Bir doğalgaz faturasını Türkçe düzenlemek bu kadar mı zor olabilirdi diye mırıldanmaktan alamadım kendimi.
Bilişim çağında yol aldığımız şu sırada Türkçe’yi her yerde olduğu gibi basılı ya da sanal bir belgede egemen kılmak olanaksız mıydı? Ya da göz ardı etmek bu kadar kolay mıydı? Sınırlı bilişim bilgime dayanarak sormak istiyorum. Türkçe yazılmış bir belgenin çıktısını Türkçe harflerle almak olanaklı değil midir? Yazılıma küçük bir dokunuş sorunu çözmeye yeter de artardı.
Ayrıca, bilişim, terimlerin Türkçeleştirilmesinde, Türkçe’nin bu alana egemen kılınmasında öncülük yapmış bir bilim dalıdır. Tüm bilimler arasında bilişim bilimi Türkçe duyarlılığı konusunda birinciliği kimselere kaptırmayacak denli öne çıkmıştır. Yazılım, donanım, arayüz, imleç, bellek, sekme ilk akla gelenler. Türkçe karşılık bulunmamışları saymak çok daha kolay olur.
Yozlaşmanın ve kirlenmenin alan ayırmaksızın her geçen gün arttığı günümüzde dilin bu olumsuzluktan bağışık olması düşünülemez.
Sorun Türkçe konuşamamak ya da yazamamaktan çok düşüncemizle ilgilidir kanısındayım.
Faturaya dönersek!
Aylar önce Karadeniz’de verimli doğalgaz kaynakları bulunduğu yansımıştı basına.
Buradan çıkartılan gazın kullanıma sunulduğunu anlıyoruz faturaya yansıyan bilgilerden. Ekonomik krizin sona er(e)mediği bugünlerde devletimiz Karadeniz gazından tüm tüketicilere 25 m3 armağan etmiş anlaşılan. Neyse ki, yeni bulunan gaz henüz özelleştirilmedi de böylesi bir yararı oldu insanımıza.
“Yerli ve milli” gazın armağan edilişi bilgisi paylaşılırken Türkçe yoksunluğu ne yaman çelişki!
Eline, beline, diline sahip ol
Bundan 800 yıl önce Anadolu bilgesi Hacı Bektaşı Veli’nin deyişi olarak bilinir “eline, beline, diline sahip ol” öğüdü.
Günümüzde farklı algılara yol açsa da el yurt anlamındadır.

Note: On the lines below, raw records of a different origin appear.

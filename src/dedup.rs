//! Consumer-side deduplication.
//!
//! Each watched contract is subscribed through two notification formats, so
//! the same log can arrive twice. Consumers that aggregate events filter on
//! `(transactionHash, logIndex)` with a bounded LRU.

use std::{
    num::NonZeroUsize,
    sync::{
        atomic::{AtomicU64, Ordering},
        Arc, Mutex, PoisonError,
    },
};

use alloy::primitives::B256;
use lru::LruCache;

use crate::ext::DecodedEvent;

pub const DEFAULT_DEDUP_CAPACITY: usize = 10_000;

/// Bounded set of already-seen `(transactionHash, logIndex)` keys.
#[derive(Debug)]
pub struct EventDeduplicator {
    seen: Mutex<LruCache<(B256, u64), ()>>,
    duplicates: AtomicU64,
}

impl Default for EventDeduplicator {
    fn default() -> Self {
        Self::new(DEFAULT_DEDUP_CAPACITY)
    }
}

impl EventDeduplicator {
    /// A capacity of zero is treated as one.
    pub fn new(capacity: usize) -> Self {
        let capacity = NonZeroUsize::new(capacity).unwrap_or(NonZeroUsize::MIN);
        Self {
            seen: Mutex::new(LruCache::new(capacity)),
            duplicates: AtomicU64::new(0),
        }
    }

    /// `true` the first time an event is seen. Events without a transaction
    /// hash or log index cannot be identified and always pass.
    pub fn first_delivery(&self, event: &DecodedEvent) -> bool {
        let Some(key) = event.dedup_key() else {
            return true;
        };
        let mut seen = self.seen.lock().unwrap_or_else(PoisonError::into_inner);
        if seen.put(key, ()).is_some() {
            self.duplicates.fetch_add(1, Ordering::Relaxed);
            tracing::trace!(tx = %key.0, log_index = key.1, "dropped duplicate event");
            return false;
        }
        true
    }

    /// Number of deliveries rejected so far.
    pub fn duplicates(&self) -> u64 {
        self.duplicates.load(Ordering::Relaxed)
    }

    pub fn len(&self) -> usize {
        self.seen.lock().unwrap_or_else(PoisonError::into_inner).len()
    }

    pub fn is_empty(&self) -> bool {
        self.len() == 0
    }

    pub fn clear(&self) {
        self.seen.lock().unwrap_or_else(PoisonError::into_inner).clear();
    }
}

/// Wrap `callback` so each `(transactionHash, logIndex)` reaches it once.
pub fn dedup_callback<F>(capacity: usize, callback: F) -> impl Fn(DecodedEvent) + Send + Sync + 'static
where
    F: Fn(DecodedEvent) + Send + Sync + 'static,
{
    let dedup = Arc::new(EventDeduplicator::new(capacity));
    move |event: DecodedEvent| {
        if dedup.first_delivery(&event) {
            callback(event);
        }
    }
}

#[cfg(test)]
mod tests {
    use super::*;
    use crate::ext::decode_log;
    use crate::test_harness::{token_registry, transfer_log, TOKEN};
    use alloy::primitives::Address;

    fn event(tx: u8, log_index: u64) -> DecodedEvent {
        let mut log = transfer_log(TOKEN, Address::ZERO, Address::ZERO, 1);
        log.transaction_hash = Some(B256::repeat_byte(tx));
        log.log_index = Some(log_index);
        decode_log(&token_registry(), &log)
    }

    #[test]
    fn test_drops_repeated_keys() {
        let dedup = EventDeduplicator::new(16);
        assert!(dedup.first_delivery(&event(1, 0)));
        assert!(!dedup.first_delivery(&event(1, 0)));
        assert!(dedup.first_delivery(&event(1, 1)));
        assert!(dedup.first_delivery(&event(2, 0)));
        assert_eq!(dedup.duplicates(), 1);
        assert_eq!(dedup.len(), 3);
    }

    #[test]
    fn test_unidentifiable_events_pass() {
        let dedup = EventDeduplicator::new(16);
        let mut e = event(1, 0);
        e.log_index = None;
        assert!(dedup.first_delivery(&e));
        assert!(dedup.first_delivery(&e));
        assert!(dedup.is_empty());
    }

    #[test]
    fn test_capacity_evicts_oldest() {
        let dedup = EventDeduplicator::new(2);
        assert!(dedup.first_delivery(&event(1, 0)));
        assert!(dedup.first_delivery(&event(2, 0)));
        assert!(dedup.first_delivery(&event(3, 0)));
        // (1, 0) was evicted
        assert!(dedup.first_delivery(&event(1, 0)));
    }

    #[test]
    fn test_dedup_callback() {
        let count = Arc::new(AtomicU64::new(0));
        let counter = Arc::clone(&count);
        let callback = dedup_callback(8, move |_| {
            counter.fetch_add(1, Ordering::SeqCst);
        });
        callback(event(1, 0));
        callback(event(1, 0));
        callback(event(1, 2));
        assert_eq!(count.load(Ordering::SeqCst), 2);
    }
}
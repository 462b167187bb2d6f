//! Contract interfaces known to the process.
//!
//! Built once at startup from configuration and shared read-only afterwards.
//! Lookup is by `Address`, which compares raw bytes, so addresses written in
//! any letter case resolve to the same contract.

use std::{collections::HashMap, sync::Arc};

use alloy::{
    json_abi::{Event, JsonAbi},
    primitives::{Address, B256},
};
use serde_json::Value;

/// One contract: address plus interface, with its non-anonymous events
/// indexed by topic0.
#[derive(Debug, Clone)]
pub struct ContractDescriptor {
    pub name: Option<String>,
    pub address: Address,
    pub abi: JsonAbi,
    events: HashMap<B256, Event>,
}

impl ContractDescriptor {
    pub fn new(address: Address, abi: JsonAbi) -> Self {
        let events = abi
            .events()
            .filter(|event| !event.anonymous)
            .map(|event| (event.selector(), event.clone()))
            .collect();
        Self {
            name: None,
            address,
            abi,
            events,
        }
    }

    pub fn with_name(mut self, name: impl Into<String>) -> Self {
        self.name = Some(name.into());
        self
    }

    /// Parse either a bare ABI array or a build artifact with an `abi` field.
    pub fn from_artifact_json(address: Address, json: &str) -> serde_json::Result<Self> {
        let mut value: Value = serde_json::from_str(json)?;
        let abi = match value.get_mut("abi") {
            Some(abi) => serde_json::from_value(abi.take())?,
            None => serde_json::from_value(value)?,
        };
        Ok(Self::new(address, abi))
    }

    /// Event whose signature hash is `topic0`.
    pub fn event_by_selector(&self, topic0: &B256) -> Option<&Event> {
        self.events.get(topic0)
    }

    pub fn event(&self, name: &str) -> Option<&Event> {
        self.events.values().find(|event| event.name == name)
    }

    pub fn event_count(&self) -> usize {
        self.events.len()
    }

    /// Display label: the configured name or the address.
    pub fn label(&self) -> String {
        self.name
            .clone()
            .unwrap_or_else(|| self.address.to_string())
    }
}

/// Address → contract interface.
#[derive(Debug, Clone, Default)]
pub struct AbiRegistry {
    contracts: HashMap<Address, Arc<ContractDescriptor>>,
}

impl AbiRegistry {
    pub fn new() -> Self {
        Self::default()
    }

    pub fn with_contract(mut self, descriptor: ContractDescriptor) -> Self {
        self.insert(descriptor);
        self
    }

    /// Add a contract, replacing any previous entry for the same address.
    pub fn insert(&mut self, descriptor: ContractDescriptor) -> Option<Arc<ContractDescriptor>> {
        tracing::debug!(
            address = %descriptor.address,
            events = descriptor.event_count(),
            name = descriptor.name.as_deref().unwrap_or(""),
            "registered contract abi"
        );
        self.contracts
            .insert(descriptor.address, Arc::new(descriptor))
    }

    pub fn get(&self, address: &Address) -> Option<&Arc<ContractDescriptor>> {
        self.contracts.get(address)
    }

    pub fn contains(&self, address: &Address) -> bool {
        self.contracts.contains_key(address)
    }

    pub fn addresses(&self) -> impl Iterator<Item = Address> + '_ {
        self.contracts.keys().copied()
    }

    pub fn len(&self) -> usize {
        self.contracts.len()
    }

    pub fn is_empty(&self) -> bool {
        self.contracts.is_empty()
    }
}
//! Network reads and synchronous submission.
//!
//! The rest of the crate talks to the chain only through two narrow traits:
//!
//! - `ChainReader`: confirmed transaction count (nonce baseline) and balance
//! - `SyncSubmitter`: submit a signed transaction and get the final receipt
//!   back in the same response
//!
//! `RealtimeProvider` implements both over an alloy HTTP `RootProvider`.
//! There is no "get receipt by hash" step anywhere in this crate: the receipt
//! returned by `send_raw_transaction_sync` is final.

use std::borrow::Cow;

use alloy::{
    network::Ethereum,
    primitives::{Address, Bytes, B256, U256},
    providers::{Provider, RootProvider},
    rpc::types::Log,
    transports::TransportResult,
};
use async_trait::async_trait;
use serde::{de::Error as _, Deserialize, Deserializer, Serialize};
use serde_json::Value;

/// Default name of the synchronous submission method.
pub const DEFAULT_SYNC_METHOD: &str = "realtime_sendRawTransaction";

// ============================================================================
// Capabilities
// ============================================================================

/// Read access to account state.
#[async_trait]
pub trait ChainReader: Send + Sync {
    /// Confirmed transaction count, i.e. the next nonce from the chain's view.
    async fn transaction_count(&self, address: Address) -> TransportResult<u64>;

    /// Current balance in wei. Diagnostic use only.
    async fn balance(&self, address: Address) -> TransportResult<U256>;
}

/// Submission of a signed transaction that blocks until the node has a
/// final receipt for it.
#[async_trait]
pub trait SyncSubmitter: Send + Sync {
    async fn send_raw_transaction_sync(&self, raw: Bytes) -> TransportResult<SyncReceipt>;
}

// ============================================================================
// Receipt
// ============================================================================

/// Execution status reported in a receipt.
#[derive(Debug, Clone, Copy, PartialEq, Eq, Serialize, Deserialize)]
#[serde(rename_all = "lowercase", try_from = "Value")]
pub enum ReceiptStatus {
    Success,
    Failure,
}

impl TryFrom<Value> for ReceiptStatus {
    type Error = String;

    fn try_from(value: Value) -> Result<Self, Self::Error> {
        let success = match &value {
            Value::Bool(b) => Some(*b),
            Value::String(s) if s.eq_ignore_ascii_case("success") => Some(true),
            Value::String(s)
                if s.eq_ignore_ascii_case("failure") || s.eq_ignore_ascii_case("reverted") =>
            {
                Some(false)
            }
            other => parse_quantity(other).map(|n| n != 0),
        };
        success
            .map(|ok| if ok { ReceiptStatus::Success } else { ReceiptStatus::Failure })
            .ok_or_else(|| format!("invalid receipt status: {value}"))
    }
}

/// Receipt returned by the synchronous submission method.
///
/// Numeric fields are normalized to `u64` whether the node sends hex
/// quantities, decimal strings or JSON numbers.
#[derive(Debug, Clone, PartialEq, Serialize, Deserialize)]
#[serde(rename_all = "camelCase")]
pub struct SyncReceipt {
    pub transaction_hash: B256,
    #[serde(deserialize_with = "deserialize_quantity")]
    pub block_number: u64,
    #[serde(deserialize_with = "deserialize_quantity")]
    pub gas_used: u64,
    pub status: ReceiptStatus,
    #[serde(default)]
    pub logs: Vec<Log>,
}

impl SyncReceipt {
    pub fn is_success(&self) -> bool {
        self.status == ReceiptStatus::Success
    }
}

/// Parse a JSON quantity: `"0x1a"`, `"26"` or `26`.
pub fn parse_quantity(value: &Value) -> Option<u64> {
    match value {
        Value::Number(n) => n.as_u64(),
        Value::String(s) => match s.strip_prefix("0x").or_else(|| s.strip_prefix("0X")) {
            Some(hex) => u64::from_str_radix(hex, 16).ok(),
            None => s.parse().ok(),
        },
        _ => None,
    }
}

pub(crate) fn deserialize_quantity<'de, D>(deserializer: D) -> Result<u64, D::Error>
where
    D: Deserializer<'de>,
{
    let value = Value::deserialize(deserializer)?;
    parse_quantity(&value).ok_or_else(|| D::Error::custom(format!("invalid quantity: {value}")))
}

pub(crate) fn deserialize_opt_quantity<'de, D>(deserializer: D) -> Result<Option<u64>, D::Error>
where
    D: Deserializer<'de>,
{
    let value = Option::<Value>::deserialize(deserializer)?;
    Ok(value.as_ref().and_then(parse_quantity))
}

// ============================================================================
// RealtimeProvider
// ============================================================================

/// HTTP JSON-RPC access to a realtime chain.
#[derive(Debug, Clone)]
pub struct RealtimeProvider {
    provider: RootProvider<Ethereum>,
    sync_method: Cow<'static, str>,
}

impl RealtimeProvider {
    /// Create a provider for `rpc_url` using the default sync method.
    pub fn with_http(rpc_url: &str) -> anyhow::Result<Self> {
        let provider = RootProvider::<Ethereum>::new_http(rpc_url.parse()?);
        Ok(Self {
            provider,
            sync_method: Cow::Borrowed(DEFAULT_SYNC_METHOD),
        })
    }

    /// Override the synchronous submission method name.
    pub fn with_sync_method(mut self, method: impl Into<String>) -> Self {
        self.sync_method = Cow::Owned(method.into());
        self
    }

    pub fn root(&self) -> &RootProvider<Ethereum> {
        &self.provider
    }

    pub async fn chain_id(&self) -> TransportResult<u64> {
        self.provider.get_chain_id().await
    }
}

#[async_trait]
impl ChainReader for RealtimeProvider {
    async fn transaction_count(&self, address: Address) -> TransportResult<u64> {
        self.provider.get_transaction_count(address).await
    }

    async fn balance(&self, address: Address) -> TransportResult<U256> {
        self.provider.get_balance(address).await
    }
}

#[async_trait]
impl SyncSubmitter for RealtimeProvider {
    async fn send_raw_transaction_sync(&self, raw: Bytes) -> TransportResult<SyncReceipt> {
        tracing::debug!(method = %self.sync_method, len = raw.len(), "submitting raw transaction");
        self.provider
            .raw_request::<_, SyncReceipt>(self.sync_method.clone(), (raw,))
            .await
    }
}
//! RPC error classification and the transaction error taxonomy.
//!
//! Submission failures come back from the node as free-form messages. This
//! module maps them onto a small set of kinds (`RpcErrorKind`) and, from
//! there, onto the caller-facing `TxError`, which carries a short title and
//! an optional longer description suitable for surfacing to a user.

use std::time::Duration;

use alloy::{
    primitives::{B256, U256},
    transports::RpcError,
};
use thiserror::Error;

use crate::ext::SyncReceipt;

// ============================================================================
// Error Classification Types
// ============================================================================

/// Classified RPC error types.
///
/// Each variant corresponds to a specific error condition that may occur
/// during transaction submission.
#[derive(Debug, Clone, Copy, PartialEq, Eq)]
pub enum RpcErrorKind {
    /// Nonce is lower than expected (already used on chain)
    NonceTooLow,

    /// Nonce creates a gap (higher than expected)
    NonceTooHigh,

    /// Insufficient funds for gas * price + value
    InsufficientFunds,

    /// Gas limit too low for transaction
    IntrinsicGasTooLow,

    /// Simulation or execution reverted
    ExecutionReverted,

    /// Signer declined the request
    UserRejected,

    /// Transaction already known (duplicate)
    AlreadyKnown,

    /// Network/connection error
    NetworkError,

    /// Unknown or unclassified error
    Unknown,
}

// ============================================================================
// Error Classification Functions
// ============================================================================

/// Classify an error message into a known kind by pattern matching.
///
/// Different node implementations word the same condition differently, so
/// several patterns are checked for each kind. Order matters: nonce and
/// funds messages frequently also contain "gas" or "transaction".
pub fn classify_message(message: &str) -> RpcErrorKind {
    let error_str = message.to_lowercase();

    if error_str.contains("user rejected")
        || error_str.contains("user denied")
        || error_str.contains("rejected by user")
        || error_str.contains("request rejected")
    {
        return RpcErrorKind::UserRejected;
    }

    if error_str.contains("nonce too low")
        || error_str.contains("nonce is too low")
        || error_str.contains("transaction nonce is too low")
        || error_str.contains("invalid nonce")
            && (error_str.contains("too low") || error_str.contains("expected"))
    {
        return RpcErrorKind::NonceTooLow;
    }

    if error_str.contains("nonce too high")
        || error_str.contains("nonce is too high")
        || error_str.contains("nonce gap")
    {
        return RpcErrorKind::NonceTooHigh;
    }

    if error_str.contains("insufficient funds")
        || error_str.contains("insufficient balance")
        || error_str.contains("not enough funds")
        || error_str.contains("exceeds balance")
    {
        return RpcErrorKind::InsufficientFunds;
    }

    if error_str.contains("intrinsic gas too low")
        || error_str.contains("gas limit too low")
        || error_str.contains("out of gas")
        || error_str.contains("gas required exceeds")
    {
        return RpcErrorKind::IntrinsicGasTooLow;
    }

    if error_str.contains("execution reverted")
        || error_str.contains("revert")
        || error_str.contains("would fail")
    {
        return RpcErrorKind::ExecutionReverted;
    }

    if error_str.contains("already known")
        || error_str.contains("already imported")
        || error_str.contains("transaction already exists")
        || error_str.contains("known transaction")
    {
        return RpcErrorKind::AlreadyKnown;
    }

    if error_str.contains("connection")
        || error_str.contains("timeout")
        || error_str.contains("timed out")
        || error_str.contains("network")
        || error_str.contains("transport")
        || error_str.contains("eof")
        || error_str.contains("broken pipe")
    {
        return RpcErrorKind::NetworkError;
    }

    RpcErrorKind::Unknown
}

/// Classify an RPC error.
///
/// Transport-level failures (the request never got a JSON-RPC answer) are
/// network errors regardless of their message; error responses are
/// classified by message.
pub fn classify_rpc_error<E: std::fmt::Display>(error: &RpcError<E>) -> RpcErrorKind {
    match error {
        RpcError::Transport(_) => RpcErrorKind::NetworkError,
        RpcError::ErrorResp(payload) => classify_message(&payload.message),
        other => classify_message(&other.to_string()),
    }
}

// ============================================================================
// Transaction Errors
// ============================================================================

/// Classified failure of a synchronous transaction submission.
///
/// Every failure of `SyncTransactionClient::send_transaction` surfaces as one
/// of these; there is no partial or ambiguous result.
#[derive(Debug, Error)]
pub enum TxError {
    /// Local nonce diverged from the network. The counter has been resynced;
    /// the transaction itself was not retried.
    #[error("nonce conflict: {message}")]
    NonceConflict { message: String },

    /// Rejected for lack of balance. `balance` is looked up after the fact for
    /// context and is `None` if that lookup also failed.
    #[error("insufficient funds: {message}")]
    InsufficientFunds {
        message: String,
        balance: Option<U256>,
    },

    /// The node already holds this exact signed transaction, so it has been
    /// broadcast. Resubmitting it is never safe.
    #[error("transaction already known: {message}")]
    AlreadyKnown { message: String },

    /// An account read needed before signing failed. Nothing was sent.
    #[error("account read failed: {message}")]
    ReadFailed { message: String },

    #[error("gas too low: {message}")]
    GasTooLow { message: String },

    /// Execution reverted, either during submission or on chain. When the
    /// node returned a receipt with a failed status it is attached.
    #[error("execution reverted: {message}")]
    ExecutionReverted {
        message: String,
        receipt: Option<Box<SyncReceipt>>,
    },

    /// The signing capability declined to sign.
    #[error("user rejected the request: {message}")]
    UserRejected { message: String },

    /// The request did not complete. The transaction may or may not have been
    /// broadcast; it is never resubmitted automatically.
    #[error("network error: {message}")]
    Network { message: String },

    #[error("signing failed: {message}")]
    Signing { message: String },

    /// A response that did not match any known failure pattern.
    #[error("rpc error: {message}")]
    Rpc { message: String },
}

impl TxError {
    /// Build the error for a classified RPC failure.
    pub fn from_kind(kind: RpcErrorKind, message: impl Into<String>) -> Self {
        let message = message.into();
        match kind {
            RpcErrorKind::NonceTooLow | RpcErrorKind::NonceTooHigh => {
                TxError::NonceConflict { message }
            }
            RpcErrorKind::AlreadyKnown => TxError::AlreadyKnown { message },
            RpcErrorKind::InsufficientFunds => TxError::InsufficientFunds {
                message,
                balance: None,
            },
            RpcErrorKind::IntrinsicGasTooLow => TxError::GasTooLow { message },
            RpcErrorKind::ExecutionReverted => TxError::ExecutionReverted {
                message,
                receipt: None,
            },
            RpcErrorKind::UserRejected => TxError::UserRejected { message },
            RpcErrorKind::NetworkError => TxError::Network { message },
            RpcErrorKind::Unknown => TxError::Rpc { message },
        }
    }

    /// A receipt came back with a failed status.
    pub fn reverted(receipt: SyncReceipt) -> Self {
        TxError::ExecutionReverted {
            message: format!(
                "transaction {} failed in block {}",
                receipt.transaction_hash, receipt.block_number
            ),
            receipt: Some(Box::new(receipt)),
        }
    }

    /// Short classified title for display.
    pub fn title(&self) -> &'static str {
        match self {
            TxError::NonceConflict { .. } => "Nonce conflict",
            TxError::InsufficientFunds { .. } => "Insufficient funds",
            TxError::AlreadyKnown { .. } => "Transaction already submitted",
            TxError::ReadFailed { .. } => "Network error",
            TxError::GasTooLow { .. } => "Gas too low",
            TxError::ExecutionReverted { .. } => "Transaction reverted",
            TxError::UserRejected { .. } => "Request cancelled",
            TxError::Network { .. } => "Network error",
            TxError::Signing { .. } => "Signing failed",
            TxError::Rpc { .. } => "Transaction failed",
        }
    }

    /// Longer, human-readable explanation for display.
    pub fn description(&self) -> Option<String> {
        match self {
            TxError::NonceConflict { message } => Some(format!(
                "{message}. The account nonce was resynchronized with the network; \
                 the transaction was not sent and can be retried."
            )),
            TxError::InsufficientFunds { message, balance } => Some(match balance {
                Some(balance) => format!("{message}. Current balance: {balance} wei."),
                None => message.clone(),
            }),
            TxError::AlreadyKnown { message } => Some(format!(
                "{message}. The node already has this transaction and it was broadcast; \
                 do not resubmit it."
            )),
            TxError::ReadFailed { message } => Some(format!(
                "{message}. Nothing was signed or sent; the request can be retried."
            )),
            TxError::GasTooLow { message } => Some(format!(
                "{message}. The call would fail on-chain with the given gas limit."
            )),
            TxError::ExecutionReverted { message, .. } => Some(format!(
                "{message}. The call would fail on-chain."
            )),
            TxError::UserRejected { .. } => None,
            TxError::Network { message } => Some(format!(
                "{message}. The transaction may still have been broadcast; check the \
                 account before resubmitting."
            )),
            TxError::Signing { message } | TxError::Rpc { message } => Some(message.clone()),
        }
    }

    /// Whether the caller may simply resubmit.
    ///
    /// User rejections are a cancellation, and network errors or already
    /// known transactions risk double submission, so none is retryable.
    pub fn is_retryable(&self) -> bool {
        matches!(self, TxError::NonceConflict { .. } | TxError::ReadFailed { .. })
    }

    /// Hash of the failed transaction, when the node reported one.
    pub fn transaction_hash(&self) -> Option<B256> {
        match self {
            TxError::ExecutionReverted {
                receipt: Some(receipt),
                ..
            } => Some(receipt.transaction_hash),
            _ => None,
        }
    }
}

// ============================================================================
// Retry Utilities
// ============================================================================

/// Calculate the exponential backoff delay for a retry.
///
/// Uses `base * 2^attempt`, saturating at `Duration::MAX`. There is no upper
/// bound on the delay; bound the number of attempts instead.
///
/// # Examples
/// ```
/// use std::time::Duration;
/// use alloy_realtime::ext::backoff_duration;
///
/// let base = Duration::from_millis(100);
/// assert_eq!(backoff_duration(0, base), Duration::from_millis(100));
/// assert_eq!(backoff_duration(1, base), Duration::from_millis(200));
/// assert_eq!(backoff_duration(2, base), Duration::from_millis(400));
/// assert_eq!(backoff_duration(40, base), Duration::MAX);
/// ```
pub fn backoff_duration(attempt: u32, base: Duration) -> Duration {
    2u32.checked_pow(attempt)
        .and_then(|factor| base.checked_mul(factor))
        .unwrap_or(Duration::MAX)
}
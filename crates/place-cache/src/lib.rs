//! Field-aware partial cache for place records
//!
//! A place is cached once per identifier in a fixed shape ([`CacheRecord`]).
//! Requests name the fields they want; [`missing_fields`] decides whether the
//! cached record can answer them and [`project`] cuts the record down to
//! exactly those fields. Storage is behind [`CacheBackend`], with an
//! in-process moka store and a Redis store chosen once at startup by
//! [`select_backend`].

mod backend;
mod error;
mod fields;
mod memory;
mod record;
mod redis_store;

pub use backend::{select_backend, with_fallback, BackendKind, CacheBackend, CacheSettings};
pub use error::{CacheError, Result};
pub use fields::{missing_fields, project, FieldSpec, GeometryPart, RecordField};
pub use memory::MemoryBackend;
pub use record::{CacheRecord, Geometry};
pub use redis_store::RedisBackend;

Bel ile nitelenense çevredir.
Dil de Türkçemiz.
Sekiz yüz yıl önceki öğüt, izleyen yıllarda Osmanlı’nın bir kulağından girip ötekinden çıkmıştır. Saray çevresinin ve devletin dili olarak Farsça-Arapça kırması Osmanlıca yeğlenmiştir. Osmanlıcanın kör kuyusuna düşenler Türkçe konuşanları ve böylelikle onu canlı tutanları barışta çiftçilikle, savaşta ise ölmekle görevlendirmişlerdir. Tüm olumsuzluklara karşın Türkçe Anadolu halkının dilinde varlığını sürdürmüştür.
Deyim yerindeyse yaşamını derin dondurucuda sürdüren Türkçe, Cumhuriyetin yazı devrimiyle bir kez daha yaşam bulmuş, gelişmiş ve serpilmiştir.
Her türlü olumsuzluğa karşın yurdumuza sahip çıkma duyarlılığının sürdüğünü sevinerek söyleyebiliriz.
Dilimize ise çok da duyarlı olduğumuz söylenemez.
Özellikle, “yerli ve milli” söyleminin ortamda baskın olduğu son dönemde bu duyarsızlığımızın düşündürücü olduğunu saptamak zorundayız.
Çevre duyarsızlığımızın yaşamsal sorunlara neden olduğunu söylemeye bilmem gerek var mı?
Dil duyarsızlığımızınsa bu önemli aracı silah olarak kullananların işine yaradığı, onlara eşsiz fırsatlar sunduğu kuşkusuzdur.
Dilimize sahip çıkmanın öneminin anımsanması dileğiyle.